Only Fractured Solitudes

Coffee. Three shooting stars. The universe in perpetual decay. Disarray? All my best arguments are with myself.

Dreamless sleep first. Notes for the day. Burning the bridge to impossible is not an acceptable mode. One insists on who they are. Freedom is not made by language.

Creaking trees, crunching snow. Think of bells in dark towers long unrung. I followed the dog gratefully off the road. Small stones wrapped in rice paper, given as gifts outside the temple. Memory is as the present moment does.

All words are de facto lies. There are no crowds, only fractured solitudes. As in: he wrote he wrote. Against the cold, a monkish cowl. The loneliness of understanding love.

Wednesday, November 23, 2011

Truth Coming Home

Behind my shoulder, a disgraced pontiff. The mattress depresses as one prepares to pray. The gift of eloquence finally understood as not a gift at all. Yet wordiness, as always, attends.

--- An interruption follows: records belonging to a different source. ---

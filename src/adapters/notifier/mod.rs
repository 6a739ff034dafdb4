//! Chat notifier adapters.
//!
//! - `WebhookNotifier` - Multipart POST to the chat transport's webhook
//! - `InMemoryNotifier` - Records deliveries

mod in_memory_notifier;
mod webhook_notifier;

pub use in_memory_notifier::{InMemoryNotifier, SentDocument};
pub use webhook_notifier::WebhookNotifier;
//! HTTP adapters - REST API implementations.
//!
//! - `survey` - Turns, profile updates and attachments per conversation
//! - `admin` - Survey configuration, credits, clearing and CSV export
//! - `health` - Liveness probe

pub mod admin;
mod error_response;
pub mod health;
pub mod survey;

use axum::Router;

pub use admin::{admin_routes, AdminHandlers};
pub use error_response::ErrorResponse;
pub use health::health_routes;
pub use survey::{survey_routes, SurveyHandlers};

/// Assembles the full API router.
pub fn api_router(
    survey: SurveyHandlers,
    admin: AdminHandlers,
    max_attachment_bytes: usize,
) -> Router {
    Router::new()
        .merge(health_routes())
        .nest("/conversations", survey_routes(survey, max_attachment_bytes))
        .nest("/admin", admin_routes(admin))
}
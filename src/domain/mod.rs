//! Domain layer containing business logic and domain types.
//!
//! # Module Organization
//!
//! - `foundation` - Shared primitives (ids, validation errors)
//! - `survey` - Field registry, interview state, prompt, directives, ledger
//! - `handoff` - Jobs, retry policies and the CRM record mapping

pub mod foundation;
pub mod handoff;
pub mod survey;
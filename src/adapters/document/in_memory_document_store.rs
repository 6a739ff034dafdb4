//! In-memory DocumentStore for tests and development.

use async_trait::async_trait;
use std::collections::HashMap;
use std::sync::Arc;
use tokio::sync::RwLock;

use crate::domain::foundation::DocumentKey;
use crate::ports::{DocumentStore, DocumentStoreError, StoredDocument};

#[derive(Debug, Clone, Default)]
pub struct InMemoryDocumentStore {
    documents: Arc<RwLock<HashMap<DocumentKey, StoredDocument>>>,
}

impl InMemoryDocumentStore {
    pub fn new() -> Self {
        Self::default()
    }

    pub async fn document_count(&self) -> usize {
        self.documents.read().await.len()
    }
}

#[async_trait]
impl DocumentStore for InMemoryDocumentStore {
    async fn save(
        &self,
        file_name: &str,
        bytes: Vec<u8>,
        content_type: &str,
    ) -> Result<DocumentKey, DocumentStoreError> {
        if file_name.trim().is_empty() {
            return Err(DocumentStoreError::InvalidName(file_name.to_string()));
        }
        let key = DocumentKey::generate(file_name);
        let document = StoredDocument {
            key: key.clone(),
            content_type: content_type.to_string(),
            bytes,
        };
        self.documents.write().await.insert(key.clone(), document);
        Ok(key)
    }

    async fn get(&self, key: &DocumentKey) -> Result<Option<StoredDocument>, DocumentStoreError> {
        Ok(self.documents.read().await.get(key).cloned())
    }
}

Long walks in snowy rain, talking out loud to the dog. One arrives at what is essential by way of suffering. The path is optional but not the destination. I love you and want only for you to be naturally joyful.

Though earlier one wept, considering the damage. Your prose poems magnify what in me yearns to inspire. I say I say. Behind the clouds, the moon and behind the moon, you.

Truth? Coming home I wondered who would notice my footprints. Return a spiritual practice. In my hands now a new project not so different from the old one.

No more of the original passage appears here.